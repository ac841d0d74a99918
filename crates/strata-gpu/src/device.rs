//! The device/queue provider contract.
//!
//! Everything the orchestration layer needs from a graphics device goes
//! through [`GpuDevice`]. [`crate::vulkan::VulkanDevice`] implements it on top
//! of `ash`; tests substitute an in-memory device with controllable fences.
//!
//! Handles passed back into a device must have been created by that same
//! device and must not have been destroyed.

use crate::error::Result;
use crate::shader::ShaderBytecode;
use crate::state::PipelineStateKey;
use ash::vk;
use std::ptr::NonNull;

/// Memory classification of a buffer.
#[derive(Debug, Clone, Copy, PartialEq, Eq, Hash)]
pub enum MemoryKind {
    /// Host-visible and persistently mapped.
    HostVisible,
    /// Device-local, not mappable.
    DeviceLocal,
}

impl MemoryKind {
    /// Whether buffers of this kind expose a host pointer.
    pub fn is_mappable(self) -> bool {
        matches!(self, Self::HostVisible)
    }
}

/// Parameters for creating a buffer.
#[derive(Debug, Clone, Copy)]
pub struct BufferDesc<'a> {
    pub size: u64,
    pub usage: vk::BufferUsageFlags,
    pub memory: MemoryKind,
    pub name: &'a str,
}

/// Host address of a persistently mapped allocation.
#[derive(Debug, Clone, Copy, PartialEq, Eq)]
pub struct MappedPtr(NonNull<u8>);

// SAFETY: the pointer refers to device memory that stays mapped for the
// lifetime of the owning buffer; synchronisation of accesses is the owner's job.
unsafe impl Send for MappedPtr {}
// SAFETY: see above.
unsafe impl Sync for MappedPtr {}

impl MappedPtr {
    /// Wrap a mapped address.
    pub fn new(ptr: NonNull<u8>) -> Self {
        Self(ptr)
    }

    /// Raw base address.
    pub fn as_ptr(self) -> *mut u8 {
        self.0.as_ptr()
    }
}

/// A buffer created by a [`GpuDevice`].
#[derive(Debug)]
pub struct DeviceBuffer {
    pub buffer: vk::Buffer,
    pub size: u64,
    pub memory: MemoryKind,
    pub usage: vk::BufferUsageFlags,
    pub mapped: Option<MappedPtr>,
}

/// Limits the orchestration layer has to respect.
#[derive(Debug, Clone, Copy, PartialEq, Eq)]
pub struct DeviceLimits {
    pub min_uniform_offset_alignment: u64,
    pub min_storage_offset_alignment: u64,
    pub max_push_constants_size: u32,
}

impl Default for DeviceLimits {
    fn default() -> Self {
        Self {
            min_uniform_offset_alignment: 256,
            min_storage_offset_alignment: 256,
            max_push_constants_size: 128,
        }
    }
}

/// One descriptor write into a set.
#[derive(Debug, Clone, Copy, PartialEq, Eq)]
pub enum DescriptorWrite {
    Buffer {
        binding: u32,
        ty: vk::DescriptorType,
        buffer: vk::Buffer,
        offset: u64,
        range: u64,
    },
    Image {
        binding: u32,
        ty: vk::DescriptorType,
        view: vk::ImageView,
        sampler: vk::Sampler,
        layout: vk::ImageLayout,
    },
}

impl DescriptorWrite {
    /// Binding index this write targets.
    pub fn binding(&self) -> u32 {
        match self {
            Self::Buffer { binding, .. } | Self::Image { binding, .. } => *binding,
        }
    }
}

/// Pre-translated vertex input description.
#[derive(Debug, Clone, Default)]
pub struct VertexInputLayout {
    pub bindings: Vec<vk::VertexInputBindingDescription>,
    pub attributes: Vec<vk::VertexInputAttributeDescription>,
}

/// Everything needed to compile one graphics pipeline variant.
#[derive(Debug, Clone, Copy)]
pub struct GraphicsPipelineDesc<'a> {
    pub vertex: &'a ShaderBytecode,
    pub fragment: &'a ShaderBytecode,
    pub vertex_input: &'a VertexInputLayout,
    pub state: &'a PipelineStateKey,
}

/// Attachments a draw renders into (dynamic rendering).
#[derive(Debug, Clone, Copy)]
pub struct RenderTarget {
    pub color_view: vk::ImageView,
    pub depth_view: Option<vk::ImageView>,
    pub extent: vk::Extent2D,
    pub clear_color: Option<[f32; 4]>,
    pub clear_depth: Option<f32>,
}

/// Non-indexed draw parameters.
#[derive(Debug, Clone, Copy, PartialEq, Eq)]
pub struct DrawParams {
    pub vertex_count: u32,
    pub instance_count: u32,
    pub first_vertex: u32,
    pub first_instance: u32,
}

impl DrawParams {
    /// A single instance of `vertex_count` vertices.
    pub fn vertices(vertex_count: u32) -> Self {
        Self {
            vertex_count,
            instance_count: 1,
            first_vertex: 0,
            first_instance: 0,
        }
    }
}

/// Global memory dependency between two synchronization scopes.
#[derive(Debug, Clone, Copy, PartialEq, Eq)]
pub struct MemoryBarrier {
    pub src_stages: vk::PipelineStageFlags2,
    pub src_access: vk::AccessFlags2,
    pub dst_stages: vk::PipelineStageFlags2,
    pub dst_access: vk::AccessFlags2,
}

impl MemoryBarrier {
    fn shader_stages() -> vk::PipelineStageFlags2 {
        vk::PipelineStageFlags2::COMPUTE_SHADER
            | vk::PipelineStageFlags2::VERTEX_SHADER
            | vk::PipelineStageFlags2::FRAGMENT_SHADER
    }

    /// Shader writes of earlier work made visible to later work in the same
    /// command buffer.
    pub fn between_workloads() -> Self {
        Self {
            src_stages: Self::shader_stages(),
            src_access: vk::AccessFlags2::SHADER_WRITE,
            dst_stages: Self::shader_stages() | vk::PipelineStageFlags2::VERTEX_ATTRIBUTE_INPUT,
            dst_access: vk::AccessFlags2::SHADER_READ
                | vk::AccessFlags2::SHADER_WRITE
                | vk::AccessFlags2::UNIFORM_READ
                | vk::AccessFlags2::VERTEX_ATTRIBUTE_READ,
        }
    }

    /// Shader writes made visible to host reads once the fence signals.
    pub fn before_host_read() -> Self {
        Self {
            src_stages: Self::shader_stages(),
            src_access: vk::AccessFlags2::SHADER_WRITE,
            dst_stages: vk::PipelineStageFlags2::HOST,
            dst_access: vk::AccessFlags2::HOST_READ,
        }
    }
}

/// Device/queue provider used by every orchestration component.
pub trait GpuDevice: Send + Sync {
    /// Alignment and size limits.
    fn limits(&self) -> DeviceLimits;

    // Memory

    fn create_buffer(&self, desc: &BufferDesc<'_>) -> Result<DeviceBuffer>;
    fn destroy_buffer(&self, buffer: &DeviceBuffer) -> Result<()>;

    // Layouts

    fn create_descriptor_set_layout(
        &self,
        bindings: &[vk::DescriptorSetLayoutBinding<'_>],
    ) -> Result<vk::DescriptorSetLayout>;
    fn destroy_descriptor_set_layout(&self, layout: vk::DescriptorSetLayout);
    fn create_pipeline_layout(
        &self,
        set_layout: vk::DescriptorSetLayout,
        push_constants: Option<vk::PushConstantRange>,
    ) -> Result<vk::PipelineLayout>;
    fn destroy_pipeline_layout(&self, layout: vk::PipelineLayout);

    // Descriptors

    fn create_descriptor_pool(
        &self,
        max_sets: u32,
        pool_sizes: &[vk::DescriptorPoolSize],
    ) -> Result<vk::DescriptorPool>;
    fn allocate_descriptor_sets(
        &self,
        pool: vk::DescriptorPool,
        layout: vk::DescriptorSetLayout,
        count: u32,
    ) -> Result<Vec<vk::DescriptorSet>>;
    fn destroy_descriptor_pool(&self, pool: vk::DescriptorPool);
    fn update_descriptor_set(&self, set: vk::DescriptorSet, writes: &[DescriptorWrite]);

    // Pipelines

    fn create_compute_pipeline(
        &self,
        layout: vk::PipelineLayout,
        shader: &ShaderBytecode,
    ) -> Result<vk::Pipeline>;
    fn create_graphics_pipeline(
        &self,
        layout: vk::PipelineLayout,
        desc: &GraphicsPipelineDesc<'_>,
    ) -> Result<vk::Pipeline>;
    fn destroy_pipeline(&self, pipeline: vk::Pipeline);

    // Synchronization

    fn create_fence(&self, signaled: bool) -> Result<vk::Fence>;
    fn destroy_fence(&self, fence: vk::Fence);
    /// Block until the fence signals. No timeout.
    fn wait_for_fence(&self, fence: vk::Fence) -> Result<()>;
    /// Non-blocking status query.
    fn fence_signaled(&self, fence: vk::Fence) -> Result<bool>;
    fn reset_fence(&self, fence: vk::Fence) -> Result<()>;

    // Commands

    fn allocate_command_buffer(&self) -> Result<vk::CommandBuffer>;
    fn free_command_buffer(&self, cmd: vk::CommandBuffer);
    /// Reset and begin recording a one-time-submit command buffer.
    fn begin_commands(&self, cmd: vk::CommandBuffer) -> Result<()>;
    fn end_commands(&self, cmd: vk::CommandBuffer) -> Result<()>;
    fn cmd_bind_pipeline(
        &self,
        cmd: vk::CommandBuffer,
        bind_point: vk::PipelineBindPoint,
        pipeline: vk::Pipeline,
    );
    fn cmd_bind_descriptor_set(
        &self,
        cmd: vk::CommandBuffer,
        bind_point: vk::PipelineBindPoint,
        layout: vk::PipelineLayout,
        set: vk::DescriptorSet,
        dynamic_offsets: &[u32],
    );
    fn cmd_push_constants(
        &self,
        cmd: vk::CommandBuffer,
        layout: vk::PipelineLayout,
        stages: vk::ShaderStageFlags,
        data: &[u8],
    );
    fn cmd_dispatch(&self, cmd: vk::CommandBuffer, groups: [u32; 3]);
    /// Begin dynamic rendering and set viewport/scissor to the target extent.
    fn cmd_begin_rendering(&self, cmd: vk::CommandBuffer, target: &RenderTarget);
    fn cmd_end_rendering(&self, cmd: vk::CommandBuffer);
    fn cmd_bind_vertex_buffers(&self, cmd: vk::CommandBuffer, buffers: &[vk::Buffer], offsets: &[u64]);
    fn cmd_draw(&self, cmd: vk::CommandBuffer, params: &DrawParams);
    /// Record a global memory barrier. Must not be called inside rendering.
    fn cmd_memory_barrier(&self, cmd: vk::CommandBuffer, barrier: &MemoryBarrier);

    /// Submit a recorded command buffer; `fence` signals on completion.
    fn submit(&self, cmd: vk::CommandBuffer, fence: vk::Fence) -> Result<()>;
    fn wait_idle(&self) -> Result<()>;
}
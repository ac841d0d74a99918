//! Shader bytecode and stage masks.
//!
//! Compiling shader source is the job of a [`BytecodeProvider`]; this module
//! only carries and validates the resulting SPIR-V words.

use crate::error::{GpuError, Result};
use ash::vk;
use bitflags::bitflags;
use std::collections::HashMap;
use std::sync::Arc;

/// SPIR-V magic number (little-endian first word).
pub const SPIRV_MAGIC: u32 = 0x0723_0203;

/// A single programmable stage.
#[derive(Debug, Clone, Copy, PartialEq, Eq, Hash)]
pub enum ShaderStage {
    Vertex,
    Fragment,
    Compute,
}

impl ShaderStage {
    /// Vulkan stage flag for this stage.
    pub fn flag(self) -> vk::ShaderStageFlags {
        match self {
            Self::Vertex => vk::ShaderStageFlags::VERTEX,
            Self::Fragment => vk::ShaderStageFlags::FRAGMENT,
            Self::Compute => vk::ShaderStageFlags::COMPUTE,
        }
    }
}

bitflags! {
    /// Set of stages a binding is visible to.
    #[derive(Debug, Clone, Copy, PartialEq, Eq, Hash, Default)]
    pub struct ShaderStages: u8 {
        const VERTEX   = 0b0000_0001;
        const FRAGMENT = 0b0000_0010;
        const COMPUTE  = 0b0000_0100;
        const ALL_GRAPHICS = Self::VERTEX.bits() | Self::FRAGMENT.bits();
    }
}

impl ShaderStages {
    /// Convert to Vulkan stage flags.
    pub fn to_vk(self) -> vk::ShaderStageFlags {
        let mut flags = vk::ShaderStageFlags::empty();
        if self.contains(Self::VERTEX) {
            flags |= vk::ShaderStageFlags::VERTEX;
        }
        if self.contains(Self::FRAGMENT) {
            flags |= vk::ShaderStageFlags::FRAGMENT;
        }
        if self.contains(Self::COMPUTE) {
            flags |= vk::ShaderStageFlags::COMPUTE;
        }
        flags
    }
}

impl From<ShaderStage> for ShaderStages {
    fn from(stage: ShaderStage) -> Self {
        match stage {
            ShaderStage::Vertex => Self::VERTEX,
            ShaderStage::Fragment => Self::FRAGMENT,
            ShaderStage::Compute => Self::COMPUTE,
        }
    }
}

/// Compiled SPIR-V for one stage.
#[derive(Debug, Clone, PartialEq, Eq)]
pub struct ShaderBytecode {
    stage: ShaderStage,
    words: Arc<[u32]>,
}

impl ShaderBytecode {
    /// Wrap SPIR-V words, checking the magic number.
    pub fn from_words(stage: ShaderStage, words: impl Into<Arc<[u32]>>) -> Result<Self> {
        let words = words.into();
        match words.first() {
            Some(&SPIRV_MAGIC) => Ok(Self { stage, words }),
            Some(&magic) => Err(GpuError::ShaderCompilation(format!(
                "{stage:?} bytecode has bad SPIR-V magic {magic:#010x}"
            ))),
            None => Err(GpuError::ShaderCompilation(format!(
                "{stage:?} bytecode is empty"
            ))),
        }
    }

    /// Wrap raw SPIR-V bytes (little-endian, length a multiple of four).
    pub fn from_bytes(stage: ShaderStage, bytes: &[u8]) -> Result<Self> {
        if bytes.len() % 4 != 0 {
            return Err(GpuError::ShaderCompilation(format!(
                "{stage:?} bytecode length {} is not a multiple of 4",
                bytes.len()
            )));
        }
        let words: Vec<u32> = bytes
            .chunks_exact(4)
            .map(|chunk| u32::from_le_bytes([chunk[0], chunk[1], chunk[2], chunk[3]]))
            .collect();
        Self::from_words(stage, words)
    }

    pub fn stage(&self) -> ShaderStage {
        self.stage
    }

    pub fn words(&self) -> &[u32] {
        &self.words
    }
}

/// Source of compiled bytecode, keyed by a logical shader name and stage.
pub trait BytecodeProvider {
    fn bytecode(&self, name: &str, stage: ShaderStage) -> Result<ShaderBytecode>;
}

/// In-memory bytecode provider.
#[derive(Debug, Default, Clone)]
pub struct ShaderLibrary {
    entries: HashMap<(String, ShaderStage), ShaderBytecode>,
}

impl ShaderLibrary {
    pub fn new() -> Self {
        Self::default()
    }

    /// Register bytecode under `name`, replacing any previous entry for the stage.
    pub fn insert(&mut self, name: impl Into<String>, bytecode: ShaderBytecode) {
        self.entries.insert((name.into(), bytecode.stage()), bytecode);
    }

    pub fn len(&self) -> usize {
        self.entries.len()
    }

    pub fn is_empty(&self) -> bool {
        self.entries.is_empty()
    }
}

impl BytecodeProvider for ShaderLibrary {
    fn bytecode(&self, name: &str, stage: ShaderStage) -> Result<ShaderBytecode> {
        self.entries
            .get(&(name.to_string(), stage))
            .cloned()
            .ok_or_else(|| GpuError::ResourceNotFound(format!("{stage:?} shader '{name}'")))
    }
}

#[cfg(test)]
mod tests {
    use super::*;

    #[test]
    fn rejects_bad_magic() {
        let err = ShaderBytecode::from_words(ShaderStage::Compute, vec![0xdead_beef, 0]);
        assert!(matches!(err, Err(GpuError::ShaderCompilation(_))));
    }

    #[test]
    fn rejects_unaligned_bytes() {
        let err = ShaderBytecode::from_bytes(ShaderStage::Vertex, &[0x03, 0x02, 0x23]);
        assert!(matches!(err, Err(GpuError::ShaderCompilation(_))));
    }

    #[test]
    fn bytes_decode_little_endian() {
        let mut bytes = SPIRV_MAGIC.to_le_bytes().to_vec();
        bytes.extend_from_slice(&7u32.to_le_bytes());
        let code = ShaderBytecode::from_bytes(ShaderStage::Fragment, &bytes).unwrap();
        assert_eq!(code.words(), &[SPIRV_MAGIC, 7]);
    }

    #[test]
    fn library_lookup_is_per_stage() {
        let mut library = ShaderLibrary::new();
        let code = ShaderBytecode::from_words(ShaderStage::Compute, vec![SPIRV_MAGIC]).unwrap();
        library.insert("add", code.clone());

        assert_eq!(library.bytecode("add", ShaderStage::Compute).unwrap(), code);
        assert!(library.bytecode("add", ShaderStage::Vertex).is_err());
    }

    #[test]
    fn stage_mask_converts() {
        let flags = ShaderStages::ALL_GRAPHICS.to_vk();
        assert_eq!(
            flags,
            vk::ShaderStageFlags::VERTEX | vk::ShaderStageFlags::FRAGMENT
        );
    }
}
☆ ☆ ☆
Please return every line from the material above where the string "DescriptorWrite" occurs.

Answer section —
pub enum DescriptorWrite {
impl DescriptorWrite {
    fn update_descriptor_set(&self, set: vk::DescriptorSet, writes: &[DescriptorWrite]);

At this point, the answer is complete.